◆ What is needed: Retype exactly the lines from the one that contains "pub async fn flush(&self)" through the final line of the material below, and add nothing else.
——
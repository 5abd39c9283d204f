//! # emit
//!
//! A client-side event emission library with an asynchronous delivery
//! pipeline:
//! - Contextual events with typed-suffix field validation and
//!   stutter-free name composition across nested scopes
//! - A priority-ordered retry queue with per-item exponential backoff
//! - A worker (inline or background task) that drains the queue into a
//!   pluggable sink, classifying failures as transient, permanent, or
//!   connection loss
//! - Sinks for AMQP, HTTP, files, stdout/stderr, fan-out, and in-memory
//!   capture
//!
//! Producers never block on sink I/O: `emit` enqueues canonical JSON and
//! returns, while the worker retries transient failures on an escalating
//! schedule.
//!
//! ```no_run
//! use emit::{Config, Emitter};
//!
//! # async fn example() -> emit::Result<()> {
//! let mut emitter = Emitter::new(Config::from_env()?)?;
//! emitter.set_system("billing");
//! emitter.set_component("invoicer");
//! emitter.set_tid("7f7c6b1e");
//!
//! let event = emitter.emit(["invoice.created"]).await?;
//! assert!(event.is_some());
//!
//! let scope = emitter.open(["nightly-run"]).await?;
//! let _ = scope.emit(["step"]).await?;
//! scope.close().await?;
//! # Ok(())
//! # }
//! ```

pub mod adapters;
pub mod backoff;
pub mod config;
pub mod emitter;
pub mod error;
pub mod event;
pub mod queue;
pub mod stack;
pub mod transport;
pub mod worker;

pub use adapters::{Adapter, BoxedAdapter, FileAdapter, ListAdapter, MultiAdapter, NoopAdapter};
pub use backoff::{Backoff, Tracker};
pub use config::{Config, WorkerMode};
pub use emitter::{Emitter, EmitterScope};
pub use error::{
    AdapterError, ConfigError, EmitterError, EventError, QueueError, Result, WorkerError,
};
pub use event::{canonicalize, Event, EventArg};
pub use queue::{Queue, QueueItem, QueuePayload, QueueStat};
pub use stack::EventStack;
pub use transport::Transport;
pub use worker::{BackgroundWorker, Worker, WorkerSettings};

#[cfg(feature = "amqp")]
pub use adapters::AmqpAdapter;

#[cfg(feature = "http")]
pub use adapters::HttpAdapter;

/// Library version
pub const VERSION: &str = env!("CARGO_PKG_VERSION");
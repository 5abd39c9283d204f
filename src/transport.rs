//! # Transport Module
//!
//! A transport binds one queue, one adapter, and one worker. It exposes
//! the lifecycle surface the emitter drives: `start`, `stop`, `halt`,
//! `flush`, and `emit`. State transitions are serialized by an async
//! mutex; `emit` enqueues without holding it so producers never serialize
//! behind lifecycle operations.

use std::sync::atomic::{AtomicU64, Ordering};
use std::sync::Arc;
use std::time::Duration;
use tokio::sync::Mutex;
use tracing::{debug, warn};

use crate::adapters::{self, BoxedAdapter, NoopAdapter};
use crate::backoff::Backoff;
use crate::config::{Config, WorkerMode};
use crate::error::{Result, WorkerError};
use crate::queue::{Queue, QueuePayload, QueueStat};
use crate::worker::{BackgroundWorker, Worker, WorkerSettings};

enum WorkerRuntime {
    /// Drains inline on the caller's task during `emit`
    Inline(Worker),

    /// Dedicated background task signalled through queue sentinels
    Background(BackgroundWorker),
}

impl WorkerRuntime {
    fn alive(&self) -> bool {
        match self {
            WorkerRuntime::Inline(_) => true,
            WorkerRuntime::Background(worker) => !worker.is_finished(),
        }
    }
}

struct TransportState {
    /// Prototype adapter; each worker gets its own copy via the factory
    /// contract so two tasks never share a sink
    adapter: BoxedAdapter,
    runtime: Option<WorkerRuntime>,
}

/// Binds a queue, an adapter, and a worker into one deliverable unit
pub struct Transport {
    queue: Arc<Queue>,
    settings: WorkerSettings,
    mode: WorkerMode,
    generation: Arc<AtomicU64>,
    state: Mutex<TransportState>,
}

impl Transport {
    /// Create a transport delivering to the given adapter
    pub fn new(adapter: BoxedAdapter, config: &Config) -> Self {
        Self {
            queue: Arc::new(Queue::new(
                config.queue_capacity(),
                Arc::new(Backoff::default()),
            )),
            settings: WorkerSettings::from(config),
            mode: config.worker_mode,
            generation: Arc::new(AtomicU64::new(0)),
            state: Mutex::new(TransportState {
                adapter,
                runtime: None,
            }),
        }
    }

    /// Create a transport from configuration alone: `adapter_url` selects
    /// the sink, empty means noop
    pub fn from_config(config: &Config) -> Result<Self> {
        let adapter = if config.adapter_url.is_empty() {
            Box::new(NoopAdapter::new()) as BoxedAdapter
        } else {
            adapters::from_url(&config.adapter_url)?
        };
        Ok(Self::new(adapter, config))
    }

    /// Returns true while a worker is bound to this transport
    pub async fn running(&self) -> bool {
        self.state.lock().await.runtime.is_some()
    }

    /// Number of items currently queued
    pub fn queue_len(&self) -> usize {
        self.queue.len()
    }

    /// Point-in-time queue statistics
    pub fn queue_stat(&self) -> QueueStat {
        self.queue.stat()
    }

    /// Start a worker if none is running
    pub async fn start(&self) -> Result<()> {
        let mut state = self.state.lock().await;
        self.start_locked(&mut state).await
    }

    async fn start_locked(&self, state: &mut TransportState) -> Result<()> {
        if matches!(&state.runtime, Some(runtime) if runtime.alive()) {
            return Ok(());
        }

        let generation = self.generation.fetch_add(1, Ordering::AcqRel) + 1;
        let worker = Worker::new(
            Arc::clone(&self.queue),
            state.adapter.clone_adapter(),
            self.settings.clone(),
            generation,
            Arc::clone(&self.generation),
        );

        match self.mode {
            WorkerMode::Background => {
                state.runtime = Some(WorkerRuntime::Background(BackgroundWorker::spawn(worker)));
            }
            WorkerMode::Inline => {
                state.runtime = Some(WorkerRuntime::Inline(worker));
                if let Some(WorkerRuntime::Inline(worker)) = &mut state.runtime {
                    worker.start().await?;
                }
            }
        }
        Ok(())
    }

    /// Graceful stop: drain for at most `timeout` (default
    /// `max_stopping_time`), flush, close. Items still queued at the
    /// deadline are dropped with a warning.
    pub async fn stop(&self, timeout: Option<Duration>) -> Result<()> {
        let timeout = timeout.unwrap_or(self.settings.max_stopping_time);
        let mut state = self.state.lock().await;

        match state.runtime.take() {
            None => Ok(()),
            Some(WorkerRuntime::Inline(mut worker)) => {
                worker.stop(timeout).await;
                Ok(())
            }
            Some(WorkerRuntime::Background(worker)) => match worker.stop(timeout).await {
                Ok(()) | Err(WorkerError::Stopped) => Ok(()),
            },
        }
    }

    /// Immediate halt: no drain, no flush; queued items stay queued
    pub async fn halt(&self) -> Result<()> {
        let mut state = self.state.lock().await;

        match state.runtime.take() {
            None => Ok(()),
            Some(WorkerRuntime::Inline(mut worker)) => {
                worker.halt().await;
                Ok(())
            }
            Some(WorkerRuntime::Background(worker)) => match worker.halt().await {
                Ok(()) | Err(WorkerError::Stopped) => Ok(()),
            },
        }
    }

    /// Ask the adapter to relinquish its buffers within `timeout`
    pub async fn flush(&self, timeout: Option<Duration>) -> Result<()> {
        let timeout = timeout.unwrap_or(self.settings.max_flush_time);
        let mut state = self.state.lock().await;

        match &mut state.runtime {
            None => Ok(()),
            Some(WorkerRuntime::Inline(worker)) => {
                worker.flush(timeout).await?;
                Ok(())
            }
            Some(WorkerRuntime::Background(worker)) => match worker.flush().await {
                Ok(()) => Ok(()),
                Err(WorkerError::Stopped) => {
                    // The worker died with the request unserved; drop the
                    // runtime so the next emit starts a fresh one.
                    state.runtime = None;
                    Ok(())
                }
            },
        }
    }

    /// Enqueue one serialized event and make sure a worker is draining.
    /// In inline mode this also drains for up to `timeout` (default
    /// `max_work_time`) on the caller's task.
    pub async fn emit(&self, payload: String, timeout: Option<Duration>) -> Result<()> {
        // Enqueue before taking the state lock so producers are not
        // serialized behind lifecycle operations.
        self.queue.put(QueuePayload::Body(payload)).await;

        let mut state = self.state.lock().await;
        let needs_start = !matches!(&state.runtime, Some(runtime) if runtime.alive());
        if needs_start {
            debug!("starting worker");
            self.start_locked(&mut state).await?;
        }

        if let Some(WorkerRuntime::Inline(worker)) = &mut state.runtime {
            worker
                .work(timeout.unwrap_or(self.settings.max_work_time))
                .await;
        }
        Ok(())
    }
}

impl Drop for Transport {
    fn drop(&mut self) {
        // A dropped transport gives a live background worker one last
        // bounded drain; the detached task finishes on its own.
        if let Ok(state) = self.state.try_lock() {
            if let Some(WorkerRuntime::Background(worker)) = &state.runtime {
                if !worker.is_finished() {
                    warn!("transport dropped while running, requesting bounded stop");
                    self.queue
                        .push_control(QueuePayload::Stop(self.settings.max_stopping_time));
                }
            }
        }
    }
}
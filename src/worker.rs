//! # Worker Module
//!
//! The worker drains queue items into the adapter. One [`Worker`] core
//! carries the delivery loop (fetch, adapter readiness, attempt, classify)
//! and is scheduled two ways:
//!
//! - inline on the caller's task, draining for a bounded work budget per
//!   emission, or
//! - as a dedicated background task ([`BackgroundWorker`]) that blocks on
//!   the queue with `max_work_time` wake-ups and observes stop/halt/flush
//!   control sentinels at the queue head and tail.
//!
//! Adapter reopens are gated by a per-worker backoff tracker so a dead
//! sink is retried on an escalating schedule rather than per item.

use std::sync::atomic::{AtomicU64, Ordering};
use std::sync::Arc;
use std::time::Duration;
use tokio::task::JoinHandle;
use tokio::time::Instant;
use tracing::{debug, error, info, warn};

use crate::adapters::BoxedAdapter;
use crate::backoff::{Backoff, Tracker};
use crate::config::Config;
use crate::error::{AdapterError, QueueError, WorkerError};
use crate::queue::{Queue, QueueItem, QueuePayload};

/// Escalating steps for the adapter reopen tracker
const ADAPTER_BACKOFF_ATTEMPTS: u32 = 10;

/// Timing knobs shared by worker and transport
#[derive(Debug, Clone)]
pub struct WorkerSettings {
    /// Per-iteration work budget / background wake interval
    pub max_work_time: Duration,

    /// Upper bound for adapter flush
    pub max_flush_time: Duration,

    /// Upper bound for graceful stop
    pub max_stopping_time: Duration,

    /// The adapter tracker is only cleared on reset once its attempts
    /// exceed this floor, preventing thrash from rapid start/stop churn
    pub reset_attempt_floor: i64,
}

impl Default for WorkerSettings {
    fn default() -> Self {
        Self {
            max_work_time: Duration::from_millis(500),
            max_flush_time: Duration::from_secs(10),
            max_stopping_time: Duration::from_secs(30),
            reset_attempt_floor: 5,
        }
    }
}

impl From<&Config> for WorkerSettings {
    fn from(config: &Config) -> Self {
        Self {
            max_work_time: config.work_time(),
            max_flush_time: config.flush_time(),
            max_stopping_time: config.stopping_time(),
            ..Default::default()
        }
    }
}

/// Queue drainer bound to one adapter instance
pub struct Worker {
    queue: Arc<Queue>,
    adapter: BoxedAdapter,
    tracker: Tracker,
    settings: WorkerSettings,
    flush_pending: bool,
    stopping: bool,
    halting: bool,
    halt_deadline: Option<Instant>,
    generation: u64,
    live_generation: Arc<AtomicU64>,
}

impl Worker {
    /// Create a worker draining `queue` into `adapter`
    pub fn new(
        queue: Arc<Queue>,
        adapter: BoxedAdapter,
        settings: WorkerSettings,
        generation: u64,
        live_generation: Arc<AtomicU64>,
    ) -> Self {
        Self {
            queue,
            adapter,
            tracker: Tracker::new(Arc::new(Backoff::new(ADAPTER_BACKOFF_ATTEMPTS))),
            settings,
            flush_pending: false,
            stopping: false,
            halting: false,
            halt_deadline: None,
            generation,
            live_generation,
        }
    }

    /// Open the adapter eagerly
    pub async fn start(&mut self) -> std::result::Result<(), AdapterError> {
        self.adapter.open().await
    }

    /// Drain the queue inline until `timeout` elapses or no eligible item
    /// remains
    pub async fn work(&mut self, timeout: Duration) {
        let deadline = Instant::now() + timeout;
        loop {
            let remaining = deadline.saturating_duration_since(Instant::now());
            if remaining.is_zero() {
                break;
            }
            if !self.process(remaining, false).await {
                break;
            }
        }
    }

    /// Graceful inline stop: make everything eligible, drain for `timeout`,
    /// flush, close
    pub async fn stop(&mut self, timeout: Duration) {
        self.reset();
        self.work(timeout).await;
        if let Err(error) = self.flush(self.settings.max_flush_time).await {
            warn!(%error, "flush during stop failed");
        }
        self.adapter.close().await;
    }

    /// Immediate inline halt: no drain, no flush
    pub async fn halt(&mut self) {
        self.adapter.close().await;
    }

    /// Flush the adapter; a closed adapter has nothing to flush and is not
    /// an error
    pub async fn flush(&mut self, timeout: Duration) -> std::result::Result<(), AdapterError> {
        match self.adapter.flush(timeout).await {
            Err(AdapterError::Closed { .. }) => Ok(()),
            other => other,
        }
    }

    /// Make all queued items eligible again. The adapter tracker is only
    /// cleared past the attempt floor so rapid start/stop churn cannot
    /// defeat the reopen schedule.
    pub fn reset(&mut self) {
        if self.tracker.attempts() > self.settings.reset_attempt_floor {
            self.tracker.reset();
        }
        self.queue.reset();
    }

    /// One fetch-and-deliver iteration. Returns false when no eligible
    /// item remained or the adapter had to be closed.
    async fn process(&mut self, timeout: Duration, block: bool) -> bool {
        match self.process_queue(timeout, block).await {
            Ok(more) => more,
            Err(error) => {
                // The open attempt failed or the connection dropped while
                // emitting. Close so the next iteration reopens cleanly.
                self.adapter.close().await;
                warn!(
                    %error,
                    attempts = self.tracker.attempts(),
                    "adapter is closed and could not deliver"
                );
                false
            }
        }
    }

    async fn process_queue(
        &mut self,
        timeout: Duration,
        block: bool,
    ) -> std::result::Result<bool, AdapterError> {
        let timeout_arg = if block { Some(timeout) } else { None };
        let item = match self.queue.get(block, timeout_arg).await {
            Ok(item) => item,
            Err(QueueError::Empty) => return Ok(false),
        };

        if let Err(error) = self.check_adapter(timeout).await {
            // Keep the fetched item; the reopen gets another chance on the
            // next iteration.
            self.queue.put_item(item).await;
            return Err(error);
        }
        self.process_item(item).await?;
        Ok(true)
    }

    /// Ensure the adapter is ready to emit. Returns false when the reopen
    /// backoff makes it pointless to wait within `timeout`.
    async fn check_adapter(
        &mut self,
        timeout: Duration,
    ) -> std::result::Result<bool, AdapterError> {
        if self.adapter.closed() || self.tracker.attempts() > 0 {
            if self.tracker.remaining() > timeout {
                debug!(
                    attempts = self.tracker.attempts(),
                    "remaining backoff exceeds the current timeout"
                );
                return Ok(false);
            }

            self.tracker.wait(timeout).await;

            // Still inside the backoff period after waiting means another
            // attempt bumped the tracker concurrently.
            if !self.tracker.expired() {
                warn!(
                    attempts = self.tracker.attempts(),
                    "tracker did not expire despite waiting"
                );
                return Ok(false);
            }

            self.tracker.attempt();
            self.adapter.open().await?;
            self.tracker.reset();
        }
        Ok(true)
    }

    /// Deliver one item, classifying failures per the adapter taxonomy
    async fn process_item(
        &mut self,
        mut item: QueueItem,
    ) -> std::result::Result<(), AdapterError> {
        let body = match item.payload {
            QueuePayload::Stop(duration) => {
                self.stopping = true;
                self.halt_deadline = Some(Instant::now() + duration);
                return Ok(());
            }
            QueuePayload::Halt => {
                self.stopping = true;
                self.halting = true;
                return Ok(());
            }
            QueuePayload::Flush => {
                self.flush_pending = true;
                return Ok(());
            }
            QueuePayload::Body(ref body) => body.clone(),
        };

        item.attempt();
        self.flush_pending = true;

        match self.adapter.emit(&body).await {
            Ok(()) => Ok(()),
            // The payload can never be delivered, drop it.
            Err(error @ AdapterError::EmitPermanent { .. }) => {
                error!(%error, attempts = item.attempts(), "permanent failure, dropping item");
                Ok(())
            }
            // The adapter stays healthy, return the item for retry.
            Err(AdapterError::Emit { .. }) => {
                self.queue.put_item(item).await;
                Ok(())
            }
            // Connection loss: return the item and surface the failure so
            // the adapter gets closed and reopened.
            Err(error @ AdapterError::Closed { .. }) => {
                self.queue.put_item(item).await;
                Err(error)
            }
        }
    }

    /// Flush the adapter once the queue went idle after traffic
    async fn check_flush(&mut self) {
        if self.flush_pending {
            if let Err(error) = self.adapter.flush(self.settings.max_flush_time).await {
                debug!(%error, "idle flush skipped");
            }
            self.flush_pending = false;
        }
    }

    /// Stop and halt if a newer worker has taken over this transport
    fn check_superseded(&mut self) {
        if self.stopping {
            return;
        }
        if self.live_generation.load(Ordering::Acquire) != self.generation {
            info!("another worker now owns this transport, halting");
            self.stopping = true;
            self.halting = true;
        }
    }

    /// The background task body: run until stopped, then drain and close
    async fn run(mut self) {
        debug!(generation = self.generation, "worker started");

        while !self.stopping {
            self.process(self.settings.max_work_time, true).await;
            self.check_superseded();
            self.check_flush().await;
        }

        if !self.halting {
            self.reset();

            while !self.halting {
                if self
                    .halt_deadline
                    .map_or(false, |deadline| Instant::now() >= deadline)
                {
                    self.halting = true;
                    break;
                }
                if self.queue.is_empty() {
                    self.halting = true;
                } else {
                    self.process(self.settings.max_work_time, true).await;
                }
                self.check_flush().await;
            }

            if !self.queue.is_empty() {
                warn!(
                    remaining = self.queue.len(),
                    "worker exiting with items still in the queue"
                );
            }
            if let Err(error) = self.flush(self.settings.max_flush_time).await {
                warn!(%error, "final flush failed");
            }
        }

        self.adapter.close().await;
        debug!(generation = self.generation, "worker exited");
    }
}

/// Handle to a worker running as a dedicated background task. Control is
/// signalled through sentinel items on the shared queue; stop and halt
/// join the task.
pub struct BackgroundWorker {
    queue: Arc<Queue>,
    handle: JoinHandle<()>,
    generation: u64,
}

impl BackgroundWorker {
    /// Spawn the worker onto the runtime
    pub fn spawn(worker: Worker) -> Self {
        let queue = Arc::clone(&worker.queue);
        let generation = worker.generation;
        let handle = tokio::spawn(worker.run());
        Self {
            queue,
            handle,
            generation,
        }
    }

    /// Generation token this worker holds
    pub fn generation(&self) -> u64 {
        self.generation
    }

    /// Returns true once the task has exited
    pub fn is_finished(&self) -> bool {
        self.handle.is_finished()
    }

    /// Verify the worker is still able to accept control requests
    pub fn check(&self) -> std::result::Result<(), WorkerError> {
        if self.is_finished() {
            return Err(WorkerError::Stopped);
        }
        Ok(())
    }

    /// Request a graceful stop bounded by `timeout` and join the task
    pub async fn stop(self, timeout: Duration) -> std::result::Result<(), WorkerError> {
        self.check()?;
        self.queue.put_head(QueuePayload::Stop(timeout)).await;
        let _ = self.handle.await;
        Ok(())
    }

    /// Request an immediate halt and join the task
    pub async fn halt(self) -> std::result::Result<(), WorkerError> {
        self.check()?;
        self.queue.put_head(QueuePayload::Halt).await;
        let _ = self.handle.await;
        Ok(())
    }

    /// Request a flush on the worker's next idle iteration
    pub async fn flush(&self) -> std::result::Result<(), WorkerError> {
        self.check()?;
        self.queue.put_tail(QueuePayload::Flush).await;
        Ok(())
    }
}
——
◆ Answer below:
    pub async fn flush(&self) -> std::result::Result<(), WorkerError> {
        self.check()?;
        self.queue.put_tail(QueuePayload::Flush).await;
        Ok(())
    }
}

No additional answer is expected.